Abstract

Study Objective To describe a case of symptomatic abdominal wall endometriosis treated with cryoablation Design Case report Setting Academic military hospital Patients or Participants A 31 year-old active duty female with one prior cesarean section reported 7 years of cyclic pain at her cesarean scar that was nonresponsive to trigger point injections or oral contraceptives. The pain resolved with leuprolide, however, it was stopped due to intolerable side effects. She was initially scheduled for excision of her abdominal wall endometriosis (AWE), but the procedure was cancelled due to a year-long military deployment. Interventions Two years later the patient presented to our facility with cyclic pain and enlarging cesarean scar mass.
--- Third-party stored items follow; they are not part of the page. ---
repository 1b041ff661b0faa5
use std::io;

#[derive(Debug, thiserror::Error)]
pub enum AlarmError {
    #[error("cannot connect to {endpoint}: {source}")]
    Connect {
        endpoint: String,
        #[source]
        source: io::Error,
    },

    #[error("I/O failure: {0}")]
    Io(#[from] io::Error),

    #[error("no answer within {0} ms")]
    Timeout(u64),

    #[error("malformed answer: {0}")]
    Protocol(String),

    #[error("answer CRC mismatch")]
    CrcMismatch,

    #[error("module is busy serving another client")]
    Busy,

    #[error("panel rejected the command with result code {0:#04x}")]
    Rejected(u8),
}

impl AlarmError {
    /// Maps socket errors so that an expired read deadline is reported as a timeout.
    pub fn from_io(error: io::Error, timeout_ms: u64) -> Self {
        match error.kind() {
            io::ErrorKind::WouldBlock | io::ErrorKind::TimedOut => Self::Timeout(timeout_ms),
            _ => Self::Io(error),
        }
    }
}
use std::collections::HashSet;
use std::env;
use std::path::Path;

use config::{Config, ConfigError, Environment, File};
use serde::{Deserialize, Serialize};

use crate::models::{AlarmZone, RelayLine, SensorDefinition};

#[derive(Debug, Clone, Serialize, Deserialize)]
pub struct Logger {
    pub level: String,
}

#[derive(Debug, Clone, Serialize, Deserialize)]
pub struct Server {
    pub host: String,
    pub port: u16,
    /// First path segment of the action route, `/<prefix>/<action>`.
    pub prefix: String,
}

#[derive(Debug, Clone, Copy, PartialEq, Eq, Serialize, Deserialize)]
#[serde(rename_all = "snake_case")]
pub enum GpioBackend {
    /// BCM pins on the Raspberry Pi header.
    RaspberryPi,
    DryRun,
}

#[derive(Debug, Clone, Serialize, Deserialize)]
pub struct Gpio {
    pub backend: GpioBackend,
}

#[derive(Debug, Clone, Serialize, Deserialize)]
pub struct OneWire {
    pub devices_root: String,
    pub read_timeout_ms: u64,
}

#[derive(Debug, Clone, Serialize, Deserialize)]
pub struct Relays {
    pub gate: RelayLine,
    pub entrance: RelayLine,
    pub garage: RelayLine,
    pub heating: RelayLine,
}

impl Relays {
    pub fn all(&self) -> [&RelayLine; 4] {
        [&self.gate, &self.entrance, &self.garage, &self.heating]
    }
}

#[derive(Debug, Clone, Serialize, Deserialize)]
pub struct Alarm {
    pub host: String,
    pub port: u16,
    pub pin: String,
    pub timeout_ms: u64,
    pub garage_zone: u16,
    pub zones: Vec<AlarmZone>,
}

#[derive(Debug, Clone, Copy, Serialize, Deserialize)]
pub struct Location {
    pub latitude: f64,
    pub longitude: f64,
}

#[derive(Debug, Clone, Serialize, Deserialize)]
pub struct Settings {
    pub logger: Logger,
    pub server: Server,
    pub gpio: Gpio,
    pub one_wire: OneWire,
    pub sensors: Vec<SensorDefinition>,
    pub relays: Relays,
    pub alarm: Alarm,
    pub location: Location,
}

impl Settings {
    pub fn new() -> Result<Self, ConfigError> {
        let config_dir = env::var("AUTOHOME_CONFIG_DIR").unwrap_or("configs".into());

        Self::from_dir(config_dir)
    }

    pub fn from_dir(config_dir: impl AsRef<Path>) -> Result<Self, ConfigError> {
        Self::from_sources(config_dir, environment())
    }

    fn from_sources(config_dir: impl AsRef<Path>, environment: Environment) -> Result<Self, ConfigError> {
        let config_dir = config_dir.as_ref();
        let run_mode = env::var("RUN_MODE").unwrap_or("development".into());

        let config = Config::builder()
            .add_source(File::from(config_dir.join("default")))
            .add_source(File::from(config_dir.join(&run_mode)).required(false))
            .add_source(File::from(config_dir.join("integra")).required(false))
            .add_source(environment)
            .build()?;

        let mut settings: Settings = config.clone().try_deserialize()?;

        // The panel credentials traditionally live in a separate key/value file.
        if let Some(pin) = lookup_integra(&config, "pin") {
            settings.alarm.pin = pin;
        }
        if let Some(host) = lookup_integra(&config, "host") {
            settings.alarm.host = host;
        }

        settings.validate()?;

        Ok(settings)
    }

    pub fn validate(&self) -> Result<(), ConfigError> {
        let Location { latitude, longitude } = self.location;
        if !(-90.0..=90.0).contains(&latitude) {
            return Err(invalid(format!("latitude {latitude} is outside [-90, 90]")));
        }
        if !(-180.0..=180.0).contains(&longitude) {
            return Err(invalid(format!("longitude {longitude} is outside [-180, 180]")));
        }

        if self.alarm.pin.is_empty() || !self.alarm.pin.chars().all(|c| c.is_ascii_digit()) {
            return Err(invalid("alarm pin must be a non-empty string of digits"));
        }
        if self.alarm.port == 0 {
            return Err(invalid("alarm port must not be zero"));
        }
        if !self.alarm.zones.iter().any(|zone| zone.id == self.alarm.garage_zone) {
            return Err(invalid(format!(
                "garage zone {} is not among the declared alarm zones",
                self.alarm.garage_zone
            )));
        }

        let mut sensor_ids = HashSet::new();
        for sensor in &self.sensors {
            if sensor.id.trim().is_empty() {
                return Err(invalid(format!("sensor '{}' has an empty bus id", sensor.label)));
            }
            if !sensor_ids.insert(sensor.id.as_str()) {
                return Err(invalid(format!("sensor id '{}' is declared twice", sensor.id)));
            }
            if !sensor.correction.is_finite() || sensor.correction <= 0.0 {
                return Err(invalid(format!(
                    "sensor '{}' has an invalid correction factor {}",
                    sensor.label, sensor.correction
                )));
            }
        }

        let mut pins = HashSet::new();
        for relay in self.relays.all() {
            if !pins.insert(relay.pin) {
                return Err(invalid(format!("relay pin {} is assigned twice", relay.pin)));
            }
            if !relay.hold_seconds.is_finite() || relay.hold_seconds < 0.0 {
                return Err(invalid(format!(
                    "relay '{}' has an invalid hold duration {}",
                    relay.label, relay.hold_seconds
                )));
            }
        }

        Ok(())
    }
}

/// `AUTOHOME__SECTION__KEY` variables. Values stay strings until
/// deserialization, so codes such as the panel pin keep leading zeros.
fn environment() -> Environment {
    Environment::with_prefix("AUTOHOME").prefix_separator("__").separator("__")
}

fn lookup_integra(config: &Config, key: &str) -> Option<String> {
    ["integra", "Integra"]
        .iter()
        .find_map(|section| config.get_string(&format!("{section}.{key}")).ok())
}

fn invalid(message: impl Into<String>) -> ConfigError {
    ConfigError::Message(message.into())
}
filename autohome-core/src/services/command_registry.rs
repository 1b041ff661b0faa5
use std::collections::BTreeMap;

use crate::errors::{DispatchError, Error};
use crate::home::AutoHome;

/// An action handler. Returns the text to show the caller, if any.
pub type Handler = fn(&AutoHome) -> Result<Option<String>, Error>;

/// Maps action names to handlers. Names are matched exactly.
pub struct CommandRegistry {
    handlers: BTreeMap<&'static str, Handler>,
}

impl CommandRegistry {
    pub fn new(actions: &[(&'static str, Handler)]) -> Self {
        let mut handlers = BTreeMap::new();

        for &(name, handler) in actions {
            let previous = handlers.insert(name, handler);
            assert!(previous.is_none(), "Action '{name}' is registered twice.");
        }

        Self { handlers }
    }

    pub fn names(&self) -> impl Iterator<Item = &'static str> + '_ {
        self.handlers.keys().copied()
    }

    pub fn resolve(&self, name: &str) -> Option<Handler> {
        self.handlers.get(name).copied()
    }

    pub fn dispatch(&self, home: &AutoHome, name: &str) -> Result<Option<String>, DispatchError> {
        let handler = self
            .resolve(name)
            .ok_or_else(|| DispatchError::UnknownAction(name.to_string()))?;

        tracing::info!("Dispatching action {}", name);

        Ok(handler(home)?)
    }
}

#[cfg(test)]
mod tests {
    use super::*;
    use crate::home::ACTIONS;

    #[test]
    fn test_registry_resolves_declared_actions() {
        let registry = CommandRegistry::new(ACTIONS);

        for (name, _) in ACTIONS {
            assert!(registry.resolve(name).is_some(), "{name} should resolve");
        }
        assert_eq!(registry.names().count(), ACTIONS.len());
    }

    #[test]
    fn test_registry_matching_is_exact() {
        let registry = CommandRegistry::new(ACTIONS);

        assert!(registry.resolve("gate").is_some());
        assert!(registry.resolve("Gate").is_none());
        assert!(registry.resolve("gate ").is_none());
        assert!(registry.resolve("temperature-csv").is_none());
        assert!(registry.resolve("nonexistent_action").is_none());
    }

    #[test]
    #[should_panic(expected = "registered twice")]
    fn test_registry_rejects_duplicates() {
        let duplicated: [(&'static str, Handler); 2] = [("gate", AutoHome::gate), ("gate", AutoHome::garage)];

        CommandRegistry::new(&duplicated);
    }
}
use std::collections::BTreeSet;

use crate::configs::{Gpio, GpioBackend};
use crate::errors::GpioError;

#[derive(Debug, Clone, Copy, PartialEq, Eq)]
pub enum Level {
    Low,
    High,
}

#[derive(Debug, Clone, Copy, PartialEq, Eq)]
pub enum PinMode {
    Input,
    Output,
}

/// The GPIO pin bank. Pin numbers are BCM (SoC) numbers.
pub trait PinBank: Send {
    /// Claims `pin` and configures it. For outputs, `initial` is latched before
    /// the pin starts driving.
    fn setup(&mut self, pin: u8, mode: PinMode, initial: Level) -> Result<(), GpioError>;

    fn write(&mut self, pin: u8, level: Level) -> Result<(), GpioError>;

    /// Returns `pin` to input and gives up the claim.
    fn release(&mut self, pin: u8) -> Result<(), GpioError>;

    /// Gives up the claim on `pin` but leaves it driving its current level,
    /// also after the process exits.
    fn persist(&mut self, pin: u8) -> Result<(), GpioError>;
}

pub fn pin_bank_from_settings(gpio: &Gpio) -> Result<Box<dyn PinBank>, GpioError> {
    match gpio.backend {
        #[cfg(all(feature = "rpi", target_os = "linux"))]
        GpioBackend::RaspberryPi => Ok(Box::new(rpi::RpiPinBank::new()?)),
        #[cfg(not(all(feature = "rpi", target_os = "linux")))]
        GpioBackend::RaspberryPi => Err(GpioError::Unsupported),
        GpioBackend::DryRun => Ok(Box::new(DryRunPinBank::default())),
    }
}

#[cfg(all(feature = "rpi", target_os = "linux"))]
pub use rpi::RpiPinBank;

#[cfg(all(feature = "rpi", target_os = "linux"))]
mod rpi {
    use std::collections::BTreeMap;

    use rppal::gpio::{Gpio, IoPin, Mode};

    use super::{Level, PinBank, PinMode};
    use crate::errors::GpioError;

    /// Raspberry Pi GPIO through the SoC registers (`/dev/gpiomem`).
    pub struct RpiPinBank {
        gpio: Gpio,
        claimed: BTreeMap<u8, IoPin>,
    }

    impl RpiPinBank {
        pub fn new() -> Result<Self, GpioError> {
            Ok(Self {
                gpio: Gpio::new()?,
                claimed: BTreeMap::new(),
            })
        }

        fn claimed(&mut self, pin: u8) -> Result<&mut IoPin, GpioError> {
            self.claimed.get_mut(&pin).ok_or(GpioError::NotClaimed(pin))
        }
    }

    fn apply(io: &mut IoPin, level: Level) {
        match level {
            Level::Low => io.set_low(),
            Level::High => io.set_high(),
        }
    }

    impl PinBank for RpiPinBank {
        fn setup(&mut self, pin: u8, mode: PinMode, initial: Level) -> Result<(), GpioError> {
            if !self.claimed.contains_key(&pin) {
                // Take the pin over in whatever mode it is in, so a level left
                // by an earlier run is not disturbed.
                let raw = self.gpio.get(pin)?;
                let current = raw.mode();
                self.claimed.insert(pin, raw.into_io(current));
            }

            let io = self.claimed(pin)?;
            io.set_reset_on_drop(true);

            match mode {
                PinMode::Input => io.set_mode(Mode::Input),
                PinMode::Output => {
                    apply(io, initial);
                    io.set_mode(Mode::Output);
                }
            }

            tracing::debug!("gpio{} set up as {:?}, initial {:?}", pin, mode, initial);
            Ok(())
        }

        fn write(&mut self, pin: u8, level: Level) -> Result<(), GpioError> {
            let io = self.claimed(pin)?;
            apply(io, level);

            tracing::debug!("gpio{} <- {:?}", pin, level);
            Ok(())
        }

        fn release(&mut self, pin: u8) -> Result<(), GpioError> {
            let mut io = self.claimed.remove(&pin).ok_or(GpioError::NotClaimed(pin))?;
            io.set_mode(Mode::Input);
            io.set_reset_on_drop(false);

            tracing::debug!("gpio{} released", pin);
            Ok(())
        }

        fn persist(&mut self, pin: u8) -> Result<(), GpioError> {
            let mut io = self.claimed.remove(&pin).ok_or(GpioError::NotClaimed(pin))?;
            io.set_reset_on_drop(false);

            tracing::debug!("gpio{} left driving", pin);
            Ok(())
        }
    }
}

/// Logs pin operations instead of touching hardware.
#[derive(Default)]
pub struct DryRunPinBank {
    claimed: BTreeSet<u8>,
}

impl DryRunPinBank {
    fn give_up(&mut self, pin: u8) -> Result<(), GpioError> {
        if self.claimed.remove(&pin) {
            Ok(())
        } else {
            Err(GpioError::NotClaimed(pin))
        }
    }
}

impl PinBank for DryRunPinBank {
    fn setup(&mut self, pin: u8, mode: PinMode, initial: Level) -> Result<(), GpioError> {
        self.claimed.insert(pin);
        tracing::info!("[dry-run] setup pin {} as {:?}, initial {:?}", pin, mode, initial);
        Ok(())
    }

    fn write(&mut self, pin: u8, level: Level) -> Result<(), GpioError> {
        if !self.claimed.contains(&pin) {
            return Err(GpioError::NotClaimed(pin));
        }
        tracing::info!("[dry-run] write pin {} {:?}", pin, level);
        Ok(())
    }

    fn release(&mut self, pin: u8) -> Result<(), GpioError> {
        self.give_up(pin)?;
        tracing::info!("[dry-run] release pin {}", pin);
        Ok(())
    }

    fn persist(&mut self, pin: u8) -> Result<(), GpioError> {
        self.give_up(pin)?;
        tracing::info!("[dry-run] leave pin {} driving", pin);
        Ok(())
    }
}
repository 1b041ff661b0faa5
#[derive(Debug, Clone, PartialEq, thiserror::Error)]
pub enum SolarError {
    #[error("the sun never rises at this location on the given date")]
    NeverRises,

    #[error("the sun never sets at this location on the given date")]
    NeverSets,

    #[error("sunset falls outside the supported calendar range")]
    InvalidDate,
}
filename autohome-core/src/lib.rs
pub mod adapters;
pub mod configs;
pub mod errors;
pub mod home;
#[cfg(any(test, feature = "mock"))]
pub mod mock;
pub mod models;
pub mod services;

pub use errors::{DispatchError, Error};
pub use home::{AutoHome, Collaborators, action_names};
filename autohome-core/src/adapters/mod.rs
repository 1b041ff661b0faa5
pub mod clock;
pub mod feedback;
pub mod gpio;
pub mod integra;
pub mod one_wire;
pub mod sun;

pub use clock::{Clock, SystemClock};
pub use feedback::{ConsoleFeedback, Feedback, LogFeedback};
#[cfg(all(feature = "rpi", target_os = "linux"))]
pub use gpio::RpiPinBank;
pub use gpio::{DryRunPinBank, Level, PinBank, PinMode};
pub use integra::{AlarmPanel, IntegraClient};
pub use one_wire::{OneWireBus, W1Bus};
pub use sun::{AlmanacSun, SolarCalculator};
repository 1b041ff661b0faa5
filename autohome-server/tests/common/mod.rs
pub mod mock_app;
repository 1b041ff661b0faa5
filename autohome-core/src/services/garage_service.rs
use std::sync::Arc;

use time::{Duration, OffsetDateTime};

use crate::adapters::{AlarmPanel, Clock, SolarCalculator};
use crate::configs::Location;
use crate::errors::AlarmError;

#[derive(Debug, Clone, Copy, PartialEq, Eq)]
pub enum DoorState {
    Open,
    Closed,
    /// The alarm panel could not be asked.
    Unknown,
}

#[derive(Debug, Clone, PartialEq, Eq)]
pub enum Decision {
    Close,
    DoorClosed,
    DoorStateUnknown,
    BeforeSunset { sunset: OffsetDateTime },
    SunsetUnknown,
}

/// Decides whether the garage door should be closed automatically: only when
/// the alarm panel confirms it open and the sun has set.
pub struct GarageDecisionPolicy {
    alarm: Arc<dyn AlarmPanel>,
    sun: Arc<dyn SolarCalculator>,
    clock: Arc<dyn Clock>,
    garage_zone: u16,
    location: Location,
}

impl GarageDecisionPolicy {
    pub fn new(
        alarm: Arc<dyn AlarmPanel>,
        sun: Arc<dyn SolarCalculator>,
        clock: Arc<dyn Clock>,
        garage_zone: u16,
        location: Location,
    ) -> Self {
        Self {
            alarm,
            sun,
            clock,
            garage_zone,
            location,
        }
    }

    /// `Err` means the door state is unknown.
    pub fn is_open(&self) -> Result<bool, AlarmError> {
        Ok(self.alarm.violated_zones()?.contains(&self.garage_zone))
    }

    pub fn door_state(&self) -> DoorState {
        match self.is_open() {
            Ok(true) => DoorState::Open,
            Ok(false) => DoorState::Closed,
            Err(e) => {
                tracing::warn!("Cannot check the garage door state: {}", e);
                DoorState::Unknown
            }
        }
    }

    pub fn decide(&self) -> Decision {
        match self.door_state() {
            DoorState::Open => {}
            DoorState::Closed => return Decision::DoorClosed,
            DoorState::Unknown => return Decision::DoorStateUnknown,
        }

        let now = truncate_to_minute(self.clock.now_utc());
        let Location { latitude, longitude } = self.location;

        match self.sun.sunset_utc(latitude, longitude, now.date()) {
            Ok(sunset) if now >= truncate_to_minute(sunset) => Decision::Close,
            Ok(sunset) => Decision::BeforeSunset { sunset },
            Err(e) => {
                tracing::warn!("Cannot determine sunset: {}", e);
                Decision::SunsetUnknown
            }
        }
    }

    pub fn should_auto_close(&self) -> bool {
        self.decide() == Decision::Close
    }
}

fn truncate_to_minute(moment: OffsetDateTime) -> OffsetDateTime {
    moment - Duration::seconds(moment.second() as i64) - Duration::nanoseconds(moment.nanosecond() as i64)
}
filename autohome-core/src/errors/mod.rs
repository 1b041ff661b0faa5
pub mod alarm;
pub mod dispatch;
pub mod gpio;
pub mod sensor;
pub mod solar;

pub use alarm::AlarmError;
pub use dispatch::DispatchError;
pub use gpio::GpioError;
pub use sensor::SensorFault;
pub use solar::SolarError;

/// Failures that reach the caller of an action. Sensor, alarm and solar faults
/// are absorbed by the services and never surface here.
#[derive(Debug, thiserror::Error)]
pub enum Error {
    #[error("GPIO error: {0}")]
    Gpio(#[from] GpioError),
}

pub type Result<T> = std::result::Result<T, Error>;
use std::sync::Arc;

use autohome_core::AutoHome;
use axum::extract::{Path, State};

use crate::errors::ApiError;

#[derive(Clone)]
pub struct ActionState {
    pub home: Arc<AutoHome>,
}

/// Runs the named action and answers with its display text. Actions block on
/// relay holds and device reads, so they run on the blocking pool.
pub async fn execute_action(
    Path(action): Path<String>,
    State(state): State<ActionState>,
) -> Result<String, ApiError> {
    let home = state.home.clone();

    let outcome = tokio::task::spawn_blocking(move || home.dispatch(&action))
        .await
        .map_err(anyhow::Error::from)?;

    Ok(outcome?.unwrap_or_default())
}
An MRI revealed 5.5 × 3.1cm left rectus muscle AWE. General surgery recommended against surgical excision as rectus resection and reconstruction could impact her military readiness with a high risk of medical discharge. Interventional Radiology was consulted and recommended minimally invasive percutaneous cryoablation. Percutaneous cryoablation was performed outpatient under local and moderate sedation with ultrasound- and CT-guidance. Image-guided hydrodissection was used to protect the skin, abdominal wall, and underlying bowel from ice. Appropriate cytotoxic temperatures were monitored and achieved throughout the mass. Periodic CT evaluation confirmed the ablation margin of ice extended just beyond the tumor margin. The patient tolerated the procedure well and was discharged home same-day. Measurements and Main Results Patient noted complete resolution of pain at 6 weeks post-procedure without residual AWE on follow-up MRI. Norethindrone was continued for endometriosis suppression and physical therapy initiated for core strengthening with continued absence of symptoms at 6 months post-procedure. Conclusion Surgical resection of large AWE may not be feasible given the physical demands of military servicewomen. Percutaneous cryoablation provides a minimally invasive and less morbid treatment option with long-term resolution of pain symptoms in this patient.